Arbitrage: Taking knowledge or ability from one domain and porting it to another.
Asymmetry: Taking advantage of natural inequalities and using them to get a disproportionate advantage over whatever task you’re trying to win at.
Gamification
From there, you can expand out using the hacker metaphor: assume problems are puzzles to solve or games to be won. This has two effects; 1. It takes away the emotional pulls that you’re subjected to usually. You’re likely invested in getting a great romantic partner or not going bankrupt. This clouds your judgement in a way that something silly like, “See how many matches you can get in an online dating app,” or, “how can you make $50 this weekend by writing and selling an ebook,” don’t.
The above is effectively gamifying your situation and divesting your ego of getting in your way.
Psychology of Hacking
If you want to “hack” opportunities, then, as stated above, you’ll want to look where nobody else is and you’ll want to have people looking at one thing while you do another. Effectively, what people call a “life-hack” is effectively a magic trick; you look at the stack of cards as they’re being shuffled, but the card you’ve picked is never in the deck.
To get unbelievable results with little effort, you’re effectively doing something mundane and turning it into something impressive.
A good example that’s a bit overwrought is hiring a Lamborghini and putting it on your Instagram account. It gives the impression you’re rich and because people largely believe “seeing is believing,” it’s a bit of a “hack.”

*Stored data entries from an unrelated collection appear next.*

//! Line diffs between serialized values, used to make structural equality
//! failures readable without re-running the suite.

use colored::*;
use difference::{Changeset, Difference};

/// Render a line diff from the expected string to the actual one. Added
/// lines are the ones only the actual value has, removed lines the ones only
/// the expected value has.
pub fn gen_diff(expected: &str, actual: &str) -> String {
    let changes = Changeset::new(expected, actual, "\n");
    let mut buf = String::new();

    for diff in &changes.diffs {
        match diff {
            Difference::Same(block) => {
                for line in block.split('\n') {
                    buf.push_str(&format!(" {}\n", line.trim_end().dimmed()));
                }
            }
            Difference::Add(block) => {
                for line in block.split('\n') {
                    buf.push_str(&format!(
                        "{}{}\n",
                        "+".green(),
                        line.trim_end().green()
                    ));
                }
            }
            Difference::Rem(block) => {
                for line in block.split('\n') {
                    buf.push_str(&format!(
                        "{}{}\n",
                        "-".red(),
                        line.trim_end().red()
                    ));
                }
            }
        }
    }

    buf.trim_end().to_string()
}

It’s not a particularly great one, because eventually it catches up to you or you spend more energy creating a fake version of yourself than you would actually having integrity. Still though, it’s a glimpse into the psychological effect of hacking. Similar hacks include wearing nice clothes, being taller, make-up and speaking with authority.
For more business oriented psychological hacking, the most profane example I can think of are the plugins on ecommerce sites which say, “only 5 left” or, “sale ending in 37 minutes.” In most cases, these are automated, fake and designed to tug on your in-built sense of urgency. But they work.
Effectively, they’re the magician telling you “look over here,” while they’re doing something simple elsewhere.
Final Thoughts
This section of the site will be, effectively, about hacking. However, I’ve dithered around creating a separate section for this, because ultimately it runs throughout all of the other categories on the site:
- The best opportunities are ones where you have no competition
- Best practice is to take knowledge and skills from one domain and apply them to another
- Watch out for magic trick behaviour from others
- The more you learn about psychology, the better you’ll be at hacking and the less effective other hackers will be on you
- All things considered, you should expend minimum effort for maximum results
The above is a framework that I believe anyone can adopt, and is crucial to understanding where I’m coming from with a lot of what I talk about elsewhere on the site.
The world is absolutely set up so that you don’t get the above, and so you have to complete adapt your mental space as well as take physical action to get the results you want.